Do the responsible people not see (or do not want to see) the harm they are inflicting? A people that fails to safeguard the culture is dead and I can not accept that this is what they want to do to us!

6 comentários:

  1. Caro FanaticoUm

    Obrigado por mais este relato. Do cantores deste récita apenas conheço o João Merino precisamente na interpretação de Guglielmo (em Portalegre no passado verão). Considero-o um excelente barítono.

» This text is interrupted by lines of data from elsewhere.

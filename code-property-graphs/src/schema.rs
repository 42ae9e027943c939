// -*- coding: utf-8 -*-
// ------------------------------------------------------------------------------------------------
// Copyright © 2022, code-property-graphs authors.
// Licensed under either of Apache License, Version 2.0, or MIT license, at your option.
// Please see the LICENSE-APACHE or LICENSE-MIT files in this distribution for license details.
// ------------------------------------------------------------------------------------------------

//! The closed schema of a code property graph.
//!
//! The schema enumerates every node kind, every edge kind, and the set of legal
//! `(source kind, edge kind, destination kind)` triples.  Producers (the builders in the
//! extraction crate) consult [`is_allowed`][] before handing an edge to a driver, and every driver
//! re-checks as a defensive second line — an illegal edge must be rejected before any part of it
//! becomes visible in the store.
//!
//! Centralising the table here means producers and consumers share one source of truth.  The
//! table is static, so both sides can enumerate it at compile time.
//!
//! [`is_allowed`]: fn.is_allowed.html

use std::fmt::Display;
use std::str::FromStr;

use thiserror::Error;

/// The label of a node in a code property graph.
#[derive(Clone, Copy, Debug, Eq, Hash, Ord, PartialEq, PartialOrd)]
#[cfg_attr(feature = "serde", derive(serde::Deserialize, serde::Serialize))]
pub enum NodeKind {
    MetaData,
    File,
    NamespaceBlock,
    TypeDecl,
    Member,
    Method,
    MethodParameterIn,
    MethodReturn,
    Modifier,
    Local,
    Block,
    Call,
    Literal,
    Identifier,
    FieldIdentifier,
    MethodRef,
    TypeRef,
    Return,
    JumpTarget,
    ControlStructure,
    Unknown,
    ArrayInitializer,
    TypeArgument,
    TypeParameter,
    Binding,
}

impl NodeKind {
    /// All node kinds, in a fixed order.  Useful for exhaustive schema enumeration.
    pub const ALL: [NodeKind; 25] = [
        NodeKind::MetaData,
        NodeKind::File,
        NodeKind::NamespaceBlock,
        NodeKind::TypeDecl,
        NodeKind::Member,
        NodeKind::Method,
        NodeKind::MethodParameterIn,
        NodeKind::MethodReturn,
        NodeKind::Modifier,
        NodeKind::Local,
        NodeKind::Block,
        NodeKind::Call,
        NodeKind::Literal,
        NodeKind::Identifier,
        NodeKind::FieldIdentifier,
        NodeKind::MethodRef,
        NodeKind::TypeRef,
        NodeKind::Return,
        NodeKind::JumpTarget,
        NodeKind::ControlStructure,
        NodeKind::Unknown,
        NodeKind::ArrayInitializer,
        NodeKind::TypeArgument,
        NodeKind::TypeParameter,
        NodeKind::Binding,
    ];

    /// The label as it appears in a persisted store.
    pub fn as_str(self) -> &'static str {
        match self {
            NodeKind::MetaData => "META_DATA",
            NodeKind::File => "FILE",
            NodeKind::NamespaceBlock => "NAMESPACE_BLOCK",
            NodeKind::TypeDecl => "TYPE_DECL",
            NodeKind::Member => "MEMBER",
            NodeKind::Method => "METHOD",
            NodeKind::MethodParameterIn => "METHOD_PARAMETER_IN",
            NodeKind::MethodReturn => "METHOD_RETURN",
            NodeKind::Modifier => "MODIFIER",
            NodeKind::Local => "LOCAL",
            NodeKind::Block => "BLOCK",
            NodeKind::Call => "CALL",
            NodeKind::Literal => "LITERAL",
            NodeKind::Identifier => "IDENTIFIER",
            NodeKind::FieldIdentifier => "FIELD_IDENTIFIER",
            NodeKind::MethodRef => "METHOD_REF",
            NodeKind::TypeRef => "TYPE_REF",
            NodeKind::Return => "RETURN",
            NodeKind::JumpTarget => "JUMP_TARGET",
            NodeKind::ControlStructure => "CONTROL_STRUCTURE",
            NodeKind::Unknown => "UNKNOWN",
            NodeKind::ArrayInitializer => "ARRAY_INITIALIZER",
            NodeKind::TypeArgument => "TYPE_ARGUMENT",
            NodeKind::TypeParameter => "TYPE_PARAMETER",
            NodeKind::Binding => "BINDING",
        }
    }

    /// Whether nodes of this kind can appear inside a method body.  Body nodes carry `order`,
    /// `argumentIndex`, a source location, and a `code` rendering, and participate in `CFG` edges.
    pub fn is_body_kind(self) -> bool {
        match self {
            NodeKind::Block
            | NodeKind::Call
            | NodeKind::Literal
            | NodeKind::Identifier
            | NodeKind::FieldIdentifier
            | NodeKind::MethodRef
            | NodeKind::TypeRef
            | NodeKind::Return
            | NodeKind::JumpTarget
            | NodeKind::ControlStructure
            | NodeKind::Unknown
            | NodeKind::ArrayInitializer => true,
            _ => false,
        }
    }

    /// Whether nodes of this kind can be the value of an argument or condition position.
    fn is_expression_kind(self) -> bool {
        match self {
            NodeKind::Block
            | NodeKind::Call
            | NodeKind::Literal
            | NodeKind::Identifier
            | NodeKind::FieldIdentifier
            | NodeKind::MethodRef
            | NodeKind::TypeRef
            | NodeKind::Unknown
            | NodeKind::ArrayInitializer => true,
            _ => false,
        }
    }
}

impl Display for NodeKind {
    fn fmt(&self, f: &mut std::fmt::Formatter) -> std::fmt::Result {
        write!(f, "{}", self.as_str())
    }
}

impl FromStr for NodeKind {
    type Err = SchemaError;
    fn from_str(s: &str) -> Result<Self, Self::Err> {
        NodeKind::ALL
            .iter()
            .copied()
            .find(|kind| kind.as_str() == s)
            .ok_or_else(|| SchemaError::UnknownNodeKind(s.to_string()))
    }
}

/// The label of an edge in a code property graph.
#[derive(Clone, Copy, Debug, Eq, Hash, Ord, PartialEq, PartialOrd)]
#[cfg_attr(feature = "serde", derive(serde::Deserialize, serde::Serialize))]
pub enum EdgeKind {
    /// Syntactic parent-to-child edge.
    Ast,
    /// Intraprocedural control-flow successor edge.
    Cfg,
    /// Call-site-to-argument edge.
    Argument,
    /// Call-site-to-receiver edge, for instance dispatch.
    Receiver,
    /// Use-to-definition edge.
    Ref,
    /// Control-structure-to-condition edge.
    Condition,
    /// Call-site-to-target-method edge.
    Call,
    /// Type-declaration-to-binding edge.
    Binds,
    /// Type-argument-to-type-parameter edge.
    BindsTo,
    /// Method-to-source-file edge.
    SourceFile,
    /// Closure capture edge.  Reserved: no triple is currently legal.
    CapturedBy,
}

impl EdgeKind {
    /// All edge kinds, in a fixed order.
    pub const ALL: [EdgeKind; 11] = [
        EdgeKind::Ast,
        EdgeKind::Cfg,
        EdgeKind::Argument,
        EdgeKind::Receiver,
        EdgeKind::Ref,
        EdgeKind::Condition,
        EdgeKind::Call,
        EdgeKind::Binds,
        EdgeKind::BindsTo,
        EdgeKind::SourceFile,
        EdgeKind::CapturedBy,
    ];

    /// The label as it appears in a persisted store.
    pub fn as_str(self) -> &'static str {
        match self {
            EdgeKind::Ast => "AST",
            EdgeKind::Cfg => "CFG",
            EdgeKind::Argument => "ARGUMENT",
            EdgeKind::Receiver => "RECEIVER",
            EdgeKind::Ref => "REF",
            EdgeKind::Condition => "CONDITION",
            EdgeKind::Call => "CALL",
            EdgeKind::Binds => "BINDS",
            EdgeKind::BindsTo => "BINDS_TO",
            EdgeKind::SourceFile => "SOURCE_FILE",
            EdgeKind::CapturedBy => "CAPTURED_BY",
        }
    }
}

impl Display for EdgeKind {
    fn fmt(&self, f: &mut std::fmt::Formatter) -> std::fmt::Result {
        write!(f, "{}", self.as_str())
    }
}

impl FromStr for EdgeKind {
    type Err = SchemaError;
    fn from_str(s: &str) -> Result<Self, Self::Err> {
        EdgeKind::ALL
            .iter()
            .copied()
            .find(|kind| kind.as_str() == s)
            .ok_or_else(|| SchemaError::UnknownEdgeKind(s.to_string()))
    }
}

/// Whether the schema permits an edge labelled `edge` from a node of kind `src` to a node of kind
/// `dst`.  Pure; both producers and drivers call this.
pub fn is_allowed(src: NodeKind, edge: EdgeKind, dst: NodeKind) -> bool {
    use NodeKind::*;
    match edge {
        EdgeKind::Ast => match src {
            File => dst == NamespaceBlock,
            NamespaceBlock => matches!(dst, NamespaceBlock | TypeDecl | Method),
            TypeDecl => matches!(dst, Member | Modifier | Method | TypeParameter | TypeArgument),
            Method => matches!(
                dst,
                MethodParameterIn | MethodReturn | Modifier | Block | TypeParameter
            ),
            Block => dst == Local || dst.is_body_kind(),
            Call | Return | Unknown => dst.is_expression_kind(),
            ControlStructure => dst.is_body_kind(),
            ArrayInitializer => dst.is_expression_kind(),
            _ => false,
        },
        EdgeKind::Cfg => {
            (src == Block || src.is_body_kind()) && (dst == MethodReturn || dst.is_body_kind())
        }
        EdgeKind::Argument => matches!(src, Call | Return) && dst.is_expression_kind(),
        EdgeKind::Receiver => src == Call && matches!(dst, Identifier | Call | MethodRef | Unknown),
        EdgeKind::Ref => match src {
            Identifier | FieldIdentifier => matches!(dst, Local | Member | MethodParameterIn),
            Binding => dst == Method,
            _ => false,
        },
        EdgeKind::Condition => src == ControlStructure && dst.is_expression_kind(),
        EdgeKind::Call => src == Call && dst == Method,
        EdgeKind::Binds => src == TypeDecl && dst == Binding,
        EdgeKind::BindsTo => src == TypeArgument && dst == TypeParameter,
        EdgeKind::SourceFile => src == Method && dst == File,
        EdgeKind::CapturedBy => false,
    }
}

/// How an argument or return value is passed.
#[derive(Clone, Copy, Debug, Eq, Hash, PartialEq)]
#[cfg_attr(feature = "serde", derive(serde::Deserialize, serde::Serialize))]
pub enum EvaluationStrategy {
    ByReference,
    ByValue,
}

impl EvaluationStrategy {
    pub fn as_str(self) -> &'static str {
        match self {
            EvaluationStrategy::ByReference => "BY_REFERENCE",
            EvaluationStrategy::ByValue => "BY_VALUE",
        }
    }
}

impl Default for EvaluationStrategy {
    fn default() -> Self {
        EvaluationStrategy::ByReference
    }
}

impl Display for EvaluationStrategy {
    fn fmt(&self, f: &mut std::fmt::Formatter) -> std::fmt::Result {
        write!(f, "{}", self.as_str())
    }
}

impl FromStr for EvaluationStrategy {
    type Err = SchemaError;
    fn from_str(s: &str) -> Result<Self, Self::Err> {
        match s {
            "BY_REFERENCE" => Ok(EvaluationStrategy::ByReference),
            "BY_VALUE" => Ok(EvaluationStrategy::ByValue),
            _ => Err(SchemaError::InvalidPropertyValue {
                property: "EVALUATION_STRATEGY",
                value: s.to_string(),
            }),
        }
    }
}

/// How a call site dispatches to its target.
#[derive(Clone, Copy, Debug, Eq, Hash, PartialEq)]
#[cfg_attr(feature = "serde", derive(serde::Deserialize, serde::Serialize))]
pub enum DispatchType {
    StaticDispatch,
    DynamicDispatch,
}

impl DispatchType {
    pub fn as_str(self) -> &'static str {
        match self {
            DispatchType::StaticDispatch => "STATIC_DISPATCH",
            DispatchType::DynamicDispatch => "DYNAMIC_DISPATCH",
        }
    }
}

impl Default for DispatchType {
    fn default() -> Self {
        DispatchType::StaticDispatch
    }
}

impl Display for DispatchType {
    fn fmt(&self, f: &mut std::fmt::Formatter) -> std::fmt::Result {
        write!(f, "{}", self.as_str())
    }
}

impl FromStr for DispatchType {
    type Err = SchemaError;
    fn from_str(s: &str) -> Result<Self, Self::Err> {
        match s {
            "STATIC_DISPATCH" => Ok(DispatchType::StaticDispatch),
            "DYNAMIC_DISPATCH" => Ok(DispatchType::DynamicDispatch),
            _ => Err(SchemaError::InvalidPropertyValue {
                property: "DISPATCH_TYPE",
                value: s.to_string(),
            }),
        }
    }
}

/// A modifier attached to a method or type declaration, derived from JVM access flags.
#[derive(Clone, Copy, Debug, Eq, Hash, PartialEq)]
#[cfg_attr(feature = "serde", derive(serde::Deserialize, serde::Serialize))]
pub enum ModifierType {
    Public,
    Private,
    Protected,
    Static,
    Final,
    Abstract,
    Native,
    Constructor,
    Virtual,
}

impl ModifierType {
    pub fn as_str(self) -> &'static str {
        match self {
            ModifierType::Public => "PUBLIC",
            ModifierType::Private => "PRIVATE",
            ModifierType::Protected => "PROTECTED",
            ModifierType::Static => "STATIC",
            ModifierType::Final => "FINAL",
            ModifierType::Abstract => "ABSTRACT",
            ModifierType::Native => "NATIVE",
            ModifierType::Constructor => "CONSTRUCTOR",
            ModifierType::Virtual => "VIRTUAL",
        }
    }
}

impl Display for ModifierType {
    fn fmt(&self, f: &mut std::fmt::Formatter) -> std::fmt::Result {
        write!(f, "{}", self.as_str())
    }
}

impl FromStr for ModifierType {
    type Err = SchemaError;
    fn from_str(s: &str) -> Result<Self, Self::Err> {
        match s {
            "PUBLIC" => Ok(ModifierType::Public),
            "PRIVATE" => Ok(ModifierType::Private),
            "PROTECTED" => Ok(ModifierType::Protected),
            "STATIC" => Ok(ModifierType::Static),
            "FINAL" => Ok(ModifierType::Final),
            "ABSTRACT" => Ok(ModifierType::Abstract),
            "NATIVE" => Ok(ModifierType::Native),
            "CONSTRUCTOR" => Ok(ModifierType::Constructor),
            "VIRTUAL" => Ok(ModifierType::Virtual),
            _ => Err(SchemaError::InvalidPropertyValue {
                property: "MODIFIER_TYPE",
                value: s.to_string(),
            }),
        }
    }
}

/// Well-known sentinel for an unset string property.
pub const UNSET_STRING: &str = "null";
/// Well-known sentinel for an unset integer property.
pub const UNSET_INT: i64 = -1;
/// Default for an unset method signature.
pub const DEFAULT_SIGNATURE: &str = "()";
/// Default source language recorded in `META_DATA`.
pub const DEFAULT_LANGUAGE: &str = "JAVA";
/// Default language version recorded in `META_DATA`.
pub const DEFAULT_LANGUAGE_VERSION: &str = "1.8";

#[derive(Debug, Error, Eq, PartialEq)]
pub enum SchemaError {
    #[error("edge {edge} is not allowed from {src} to {dst}")]
    IllegalEdge {
        src: NodeKind,
        edge: EdgeKind,
        dst: NodeKind,
    },

    #[error("unknown node kind `{0}`")]
    UnknownNodeKind(String),

    #[error("unknown edge kind `{0}`")]
    UnknownEdgeKind(String),

    #[error("missing required property `{property}` on a {kind} node")]
    MissingProperty {
        kind: NodeKind,
        property: &'static str,
    },

    #[error("invalid value `{value}` for property `{property}`")]
    InvalidPropertyValue {
        property: &'static str,
        value: String,
    },
}
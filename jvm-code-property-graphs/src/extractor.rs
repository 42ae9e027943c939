// -*- coding: utf-8 -*-
// ------------------------------------------------------------------------------------------------
// Copyright © 2022, code-property-graphs authors.
// Licensed under either of Apache License, Version 2.0, or MIT license, at your option.
// Please see the LICENSE-APACHE or LICENSE-MIT files in this distribution for license details.
// ------------------------------------------------------------------------------------------------

//! The extraction pipeline.
//!
//! One `project()` call drives the full cycle: pending sources are compiled, class files are
//! read, hashed and lifted, the store is diffed against the hashes to find stale files, stale
//! sub-graphs are deleted (saving their inbound `CALL` edges), the changed classes are rebuilt
//! method by method (AST, then CFG, then PDG), and finally call edges are linked — fresh ones
//! from the oracle, saved ones replayed.
//!
//! The pipeline is single-writer: it owns the driver for its lifetime, and the association map
//! and the pending-call side table live exactly as long as one `project()` call.  A method that
//! trips a schema violation is rolled back from its staging ledger and skipped; the pipeline
//! carries on with the next one and reports the failure in the returned stats.  Compilation
//! errors abort the call before any deletion has been committed.  Cancellation is honoured
//! between classes and between methods, never inside one.

use std::path::Path;
use std::path::PathBuf;

use code_property_graphs::drivers::Driver;
use code_property_graphs::drivers::DriverError;
use code_property_graphs::nodes::Node;
use code_property_graphs::nodes::NodeData;
use code_property_graphs::nodes::NodeId;
use code_property_graphs::schema::EdgeKind;
use code_property_graphs::schema::NodeKind;
use code_property_graphs::schema::DEFAULT_LANGUAGE;
use code_property_graphs::schema::DEFAULT_LANGUAGE_VERSION;
use code_property_graphs::CancellationToken;
use fxhash::FxHashMap;
use itertools::Itertools;
use rayon::prelude::*;

use crate::assoc::AssociationMap;
use crate::assoc::MethodAssociation;
use crate::ast::AstBuilder;
use crate::calls::CallGraphBuilder;
use crate::cfg::CfgBuilder;
use crate::config::ExtractorConfig;
use crate::ir::CallGraphAlg;
use crate::ir::ClassLifter;
use crate::ir::LiftedClass;
use crate::ir::MethodSignature;
use crate::ir::UnitGraph;
use crate::loader;
use crate::loader::LoadedInput;
use crate::loader::SourceCompiler;
use crate::loader::SystemJavac;
use crate::pdg::PdgBuilder;
use crate::ExtractionError;

/// Name of the root namespace block every file hangs its package chain off.
pub const GLOBAL_NAMESPACE: &str = "<global>";

/// A method whose build was rolled back after a schema violation.
#[derive(Clone, Debug)]
pub struct MethodFailure {
    pub method: MethodSignature,
    pub reason: String,
}

/// What one `project()` call did.
#[derive(Clone, Debug, Default)]
pub struct ProjectionStats {
    pub classes_built: usize,
    pub classes_skipped: usize,
    pub methods_built: usize,
    pub calls_linked: usize,
    pub phantoms_created: usize,
    pub failures: Vec<MethodFailure>,
}

pub struct Extractor<D: Driver> {
    driver: D,
    config: ExtractorConfig,
    compiler: Box<dyn SourceCompiler>,
    pending_sources: Vec<PathBuf>,
    pending_classes: Vec<PathBuf>,
}
// -*- coding: utf-8 -*-
// ------------------------------------------------------------------------------------------------
// Copyright © 2023, code-property-graphs authors.
// Licensed under either of Apache License, Version 2.0, or MIT license, at your option.
// Please see the LICENSE-APACHE or LICENSE-MIT files in this distribution for license details.
// ------------------------------------------------------------------------------------------------

//! Serializable records for a persisted store.
//!
//! The layout is deliberately dumb: one record per node carrying `(id, label, properties)` and
//! one record per edge carrying `(source, target, label)`.  The order of records within either
//! list is not significant, and a reader tolerates any interleaving — nodes are always replayed
//! before edges, and edges resolve their endpoints against the replayed batch, so a writer may
//! emit records in whatever order its store yields them.
//!
//! Replaying assigns fresh ids (the receiving driver owns id allocation), so a round trip
//! produces a graph isomorphic to the original modulo ids.

use itertools::Itertools;
use serde::Deserialize;
use serde::Serialize;
use thiserror::Error;

use crate::drivers::Driver;
use crate::drivers::DriverError;
use crate::nodes::Node;
use crate::nodes::PropertyBag;
use crate::schema::SchemaError;

#[derive(Clone, Debug, Default, Deserialize, Eq, PartialEq, Serialize)]
pub struct Graph {
    pub nodes: Vec<NodeRecord>,
    pub edges: Vec<EdgeRecord>,
}

#[derive(Clone, Debug, Deserialize, Eq, PartialEq, Serialize)]
pub struct NodeRecord {
    pub id: i64,
    pub label: String,
    pub properties: PropertyBag,
}

#[derive(Clone, Debug, Deserialize, Eq, PartialEq, Serialize)]
pub struct EdgeRecord {
    pub source: i64,
    pub target: i64,
    pub label: String,
}

#[derive(Debug, Error)]
pub enum Error {
    #[error("failed to locate node `{0}` in records")]
    NodeNotFound(i64),

    #[error(transparent)]
    Schema(#[from] SchemaError),

    #[error(transparent)]
    Driver(#[from] DriverError),
}

impl Graph {
    /// Snapshots the whole store of `driver` into records.
    pub fn from_driver<D: Driver + ?Sized>(driver: &D) -> Result<Graph, Error> {
        let view = driver.get_whole_graph()?;
        let nodes = view
            .iter_nodes()
            .map(|node| NodeRecord {
                id: node.id().expect("persisted nodes carry an id").as_i64(),
                label: node.kind().as_str().to_string(),
                properties: node.properties(),
            })
            .sorted_by_key(|record| record.id)
            .collect::<Vec<_>>();
        let edges = view
            .edges()
            .iter()
            .map(|edge| EdgeRecord {
                source: edge.source.as_i64(),
                target: edge.target.as_i64(),
                label: edge.kind.as_str().to_string(),
            })
            .sorted_by(|a, b| (a.source, a.target, &a.label).cmp(&(b.source, b.target, &b.label)))
            .collect::<Vec<_>>();
        Ok(Graph { nodes, edges })
    }

    /// Replays these records into `driver`.  Record ids are only used to resolve edge endpoints
    /// within this batch; the driver assigns its own.
    pub fn load_into<D: Driver + ?Sized>(&self, driver: &mut D) -> Result<(), Error> {
        let mut replayed = fxhash::FxHashMap::default();
        for record in &self.nodes {
            let kind = record.label.parse()?;
            let mut node = Node::from_parts(kind, None, &record.properties)?;
            driver.add_vertex(&mut node)?;
            replayed.insert(record.id, node);
        }
        for record in &self.edges {
            let kind = record.label.parse()?;
            let mut source = replayed
                .get(&record.source)
                .cloned()
                .ok_or(Error::NodeNotFound(record.source))?;
            let mut target = replayed
                .get(&record.target)
                .cloned()
                .ok_or(Error::NodeNotFound(record.target))?;
            driver.add_edge(&mut source, &mut target, kind)?;
        }
        Ok(())
    }
}
// -*- coding: utf-8 -*-
// ------------------------------------------------------------------------------------------------
// Copyright © 2022, code-property-graphs authors.
// Licensed under either of Apache License, Version 2.0, or MIT license, at your option.
// Please see the LICENSE-APACHE or LICENSE-MIT files in this distribution for license details.
// ------------------------------------------------------------------------------------------------

//! Lowers one method's unit graph into AST nodes.
//!
//! The builder emits the method head first — the `METHOD` node, its parameters, the entry
//! `BLOCK`, the `METHOD_RETURN`, and the modifiers — and then walks the units in control-flow
//! order, recursively lowering each into body nodes.  Sibling `order` is assigned pre-order,
//! left to right; `argument_index` mirrors the source argument position for call arguments and
//! equals `order` everywhere else.
//!
//! Only `AST` and `CONDITION` edges are emitted here.  Control flow is the CFG builder's job,
//! and argument/receiver/def-use wiring is the PDG builder's; this builder records what they
//! need in the method association as it goes.

use code_property_graphs::drivers::Driver;
use code_property_graphs::drivers::Result;
use code_property_graphs::nodes::Node;
use code_property_graphs::nodes::NodeData;
use code_property_graphs::schema::DispatchType;
use code_property_graphs::schema::EdgeKind;
use code_property_graphs::schema::EvaluationStrategy;
use code_property_graphs::schema::ModifierType;
use code_property_graphs::schema::DEFAULT_SIGNATURE;

use crate::assoc::CallSiteInfo;
use crate::assoc::EmittedUnit;
use crate::assoc::MethodAssociation;
use crate::assoc::UnitExit;
use crate::ir::is_primitive;
use crate::ir::AccessFlags;
use crate::ir::BinaryOp;
use crate::ir::Expr;
use crate::ir::FieldRef;
use crate::ir::InvokeExpr;
use crate::ir::MethodDecl;
use crate::ir::Operand;
use crate::ir::Place;
use crate::ir::Unit;
use crate::ir::UnitGraph;
use crate::ir::UnitId;
use crate::ir::UnitKind;

/// The assignment operator's call name.
pub const OPERATOR_ASSIGNMENT: &str = "<operator>.assignment";
/// The field access operator's call name.
pub const OPERATOR_FIELD_ACCESS: &str = "<operator>.fieldAccess";

/// Source position of the unit currently being lowered.
#[derive(Clone, Copy)]
struct UnitCx {
    unit: UnitId,
    line: i64,
    column: i64,
}

pub struct AstBuilder<'a, D: Driver> {
    driver: &'a mut D,
    /// Rollback ledger: every vertex this builder persists, in emission order.  On a schema
    /// violation the pipeline deletes these and moves on to the next method.
    staged: &'a mut Vec<Node>,
}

    Quanto ao seu comentário sobre a "austeridade" no S. Carlos, considero que a situação é de tal forma triste, que não me atrevo a acrescentar mais nada!

    ResponderEliminar
  2. Dei ja a minha opiniao no post do Wagner_Fanatic e no meu proprio blog, mas novamente vou me unir a geral opiniao de que trata se sem dúvida uma producçao muito recomendavel.

    ResponderEliminar
  3. Mais um testemunho da excelência desta produção. Obrigado, FanaticoUm.

    ResponderEliminar
  4. obrigado "fanatics" pelas vossas críticas.
    são elas que,no fundo, nos dão alento e confiança para continuarmos(corpos artísticos) a trabalhar no meio de grandes dificuldades.
    bem hajam

    ResponderEliminar
  5. de facto é triste,muito triste,ver ao estado a que chegou o nosso país.
    como muitos,decidi sair e aqui na suiça,onde me encontro a pouco tempo,percebo como é fácil o acesso á cultura,seja no vasto programa das grandes cidades,seja mesmo nos preços dos bilhetes,que para o nível de salários daqui considero muito acessível.
    aproveito para dar os parabéns pelo excelente blogue,pelo tempo que imagino deve dispensar e pelo carinho com que escreve,tiro o meu chapéu.

    ResponderEliminar
  6. @ Alberto,
    De facto, João Merino foi (é) excelente neste papel. Um gosto apreciá-lo (junta qualidade vocal e cénica).
    Quanto à austeridade, não há mais nada a acrescentar. Que tristeza de governantes temos, nomeadamente no que à cultura respeita.

    @ AdMiles,
    Concordamos também com a sua apreciação. Infelizmente, aqui em Portugal tudo está muito mais negro que em Espanha. Aproveite e obrigado pelos comentários.

    @ us3davidairada,
    Com este Cosi fan tutte mostraram que, em clima de hostilidade e insegurança máximos, é possível responder ao mais alto nível. Uma lição para os que não querem perceber a importância da cultura e do mal que estão a infligir aos portugueses com as decisões que tomam. Obrigado pela vossa lição.

    @ portas...
    Seja bem vindo de volta aos comentários no nosso espaço. Obrigado pelas suas palavras em relação ao nosso blogue mas, como refere também, encontramo-nos numa situação lamentável e tristíssima, indigna de um país europeu.
    Aproveite as oportunidades na Suiça e vá dando notícias operáticas para nos animar. Cumprimentos.